Lists help us make sure we don't forget anything that needs to be done. Lists help us prioritize the sequence of what we need to do. We may choose to go from the most important to the least important or we may choose to go from the least important to the most important. Lists help us move methodically through our short term and long term responsibilities. 

Lists also help us with our long term goals. We have all heard of the "Bucket List," the list of things we want to do before we "kick the bucket." If we don't get specific about things we always wanted to do before we die, we may never get them done. Is there something you always dreamed of doing? If we write it down we know we will be more likely to do it. 

Years ago a friend challenged me to write a personal mission statement. I had often heard of institutional mission statements and their value but at no time had I ever considered doing it for myself. Some months later I decided I would try it. Over the years that has become one of the most important disciplines in my entire life. From the ever evolving personal mission statement come my short term and long term goals. Each year I review them and each year I reset them for the coming year and beyond. 

But one of the most challenging articles about lists that I have ever read was written by business leader guru, Jim Collins. His books Built to Last and Good to Great have made a profound impact on my life. Just recently I came across his article in USA Today 
(12/30/2003) titled "Best New Year's Resolution? A 'Stop Doing' List." Now there is a thought I had never had before. 

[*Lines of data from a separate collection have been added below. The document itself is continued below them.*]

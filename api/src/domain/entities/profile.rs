//! User profile domain entity
//!
//! A profile aggregates a user's judge identities, the stats pulled from them and
//! a day-granular history of total solved counts.

use chrono::{DateTime, NaiveDate, Utc};
use serde::{Deserialize, Serialize};
use uuid::Uuid;

use super::{PlatformIdentity, PlatformStats};

/// Unique identifier for a user profile
#[derive(Debug, Clone, Copy, PartialEq, Eq, Hash, Serialize, Deserialize)]
pub struct UserId(pub Uuid);

impl UserId {
    pub fn new() -> Self {
        Self(Uuid::new_v4())
    }
}

impl Default for UserId {
    fn default() -> Self {
        Self::new()
    }
}

impl From<Uuid> for UserId {
    fn from(id: Uuid) -> Self {
        Self(id)
    }
}

impl std::fmt::Display for UserId {
    fn fmt(&self, f: &mut std::fmt::Formatter<'_>) -> std::fmt::Result {
        write!(f, "{}", self.0)
    }
}

/// One point of a profile's performance graph
#[derive(Debug, Clone, Copy, PartialEq, Eq, Serialize, Deserialize)]
pub struct PerformanceSample {
    pub date: NaiveDate,
    pub solved_count: i64,
}

/// A user profile with everything the sync pipeline maintains
#[derive(Debug, Clone, Serialize, Deserialize)]
pub struct UserProfile {
    pub id: UserId,
    pub username: String,
    /// Sum of the solved counts committed by the most recent sync
    pub total_solved: i64,
    pub rank_placement: Option<i32>,
    pub platforms: Vec<PlatformIdentity>,
    pub stats: Vec<PlatformStats>,
    /// Ordered by date, oldest first
    pub history: Vec<PerformanceSample>,
    pub created_at: DateTime<Utc>,
    pub updated_at: DateTime<Utc>,
}

impl UserProfile {
    #[cfg(test)]
    pub fn stats_for(&self, platform: super::Platform) -> Option<&PlatformStats> {
        self.stats.iter().find(|s| s.platform == platform)
    }
}

/// Data for creating a new profile
#[derive(Debug, Clone)]
pub struct NewProfile {
    pub username: String,
}

/// Leaderboard projection of a profile
#[derive(Debug, Clone, PartialEq, Eq, Serialize, Deserialize)]
pub struct ProfileSummary {
    pub id: UserId,
    pub username: String,
    pub total_solved: i64,
    pub rank_placement: Option<i32>,
}
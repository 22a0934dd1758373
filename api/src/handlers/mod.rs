//! HTTP handlers
//!
//! Axum request handlers for the API endpoints.

pub mod leaderboard;
pub mod profiles;
pub mod tournaments;

pub use leaderboard::get_leaderboard;
pub use profiles::{
    create_profile, get_profile, get_profile_by_username, preview_platform_stats,
    remove_platform_username, set_platform_username, sync_stats,
};
pub use tournaments::list_tournaments;
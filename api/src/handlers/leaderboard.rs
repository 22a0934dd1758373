use axum::{
    extract::{Query, State},
    Json,
};
use serde::Deserialize;

use crate::app::LeaderboardEntry;
use crate::domain::ports::ProfileRepository;
use crate::error::AppError;
use crate::AppState;

#[derive(Debug, Deserialize)]
pub struct LeaderboardQuery {
    #[serde(default = "default_limit")]
    pub limit: usize,
}

fn default_limit() -> usize {
    50
}

/// GET /leaderboard
pub async fn get_leaderboard<R: ProfileRepository + 'static>(
    State(state): State<AppState<R>>,
    Query(query): Query<LeaderboardQuery>,
) -> Result<Json<Vec<LeaderboardEntry>>, AppError> {
    let limit = query.limit.min(500);
    let standings = state.leaderboard_service.standings(limit).await?;
    Ok(Json(standings))
}
//! Repository port traits
//!
//! These traits define the interface for data persistence.
//! Implementations are provided by adapters (e.g., PostgreSQL).
//! Each method is atomic on its own; nothing spans a whole sync.

use async_trait::async_trait;

use crate::domain::entities::{
    NewProfile, PerformanceSample, Platform, PlatformIdentity, PlatformStats, ProfileSummary,
    UserId, UserProfile,
};
use crate::error::DomainError;

/// Repository for user profiles and the records hanging off them
#[async_trait]
pub trait ProfileRepository: Send + Sync {
    /// Create a new profile
    async fn create(&self, profile: &NewProfile) -> Result<UserProfile, DomainError>;

    /// Find a profile by ID, with identities, stats and history
    async fn find_by_id(&self, id: &UserId) -> Result<Option<UserProfile>, DomainError>;

    /// Find a profile by username
    async fn find_by_username(&self, username: &str) -> Result<Option<UserProfile>, DomainError>;

    /// List the platform identities configured for a profile
    async fn list_identities(&self, id: &UserId) -> Result<Vec<PlatformIdentity>, DomainError>;

    /// Insert or replace the identity for `(id, identity.platform)`
    async fn set_identity(
        &self,
        id: &UserId,
        identity: &PlatformIdentity,
    ) -> Result<(), DomainError>;

    /// Remove the identity and stats row for a platform; returns whether an
    /// identity existed
    async fn remove_identity(&self, id: &UserId, platform: Platform) -> Result<bool, DomainError>;

    /// Batch upsert stats keyed by `(id, platform)`, overwriting every field
    async fn upsert_stats(&self, id: &UserId, stats: &[PlatformStats]) -> Result<(), DomainError>;

    /// Set the cached total solved count
    async fn update_total_solved(&self, id: &UserId, total: i64) -> Result<(), DomainError>;

    /// Insert the sample for its date, replacing any sample already on that day
    async fn record_history(
        &self,
        id: &UserId,
        sample: &PerformanceSample,
    ) -> Result<(), DomainError>;

    /// All profiles ordered by total solved (desc), then username (asc)
    async fn list_standings(&self) -> Result<Vec<ProfileSummary>, DomainError>;

    /// Persist a leaderboard placement
    async fn update_rank_placement(&self, id: &UserId, placement: i32)
        -> Result<(), DomainError>;
}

In the article Collins is challenged by a colleague who said, "I noticed, Jim, that you are a very undisciplined person." The observation startled him. But as he looked more closely at his life, he had to agree. Out of that brief exchange came a process of prioritization but also of elimination of unnecessary clutter in his life. 

He asked these questions: 1. What are you deeply passionate about? 2. What are you genetically encoded for - what activities do you feel just 'made to do?' 3. What makes economic sense - what can you make a living at? 

Collins' colleague also challenged him about "making your life a creative work of art." In his article he said, "A great piece of art is composed not just of what is in the final piece, but equally important, what is not. It is in the discipline to discard what does not fit - to cut out what might have already cost days or even years of effort - that distinguishes the truly exceptional artist and marks the ideal piece of work, be it a symphony, a novel, a painting, a company or, most important of all, a life." 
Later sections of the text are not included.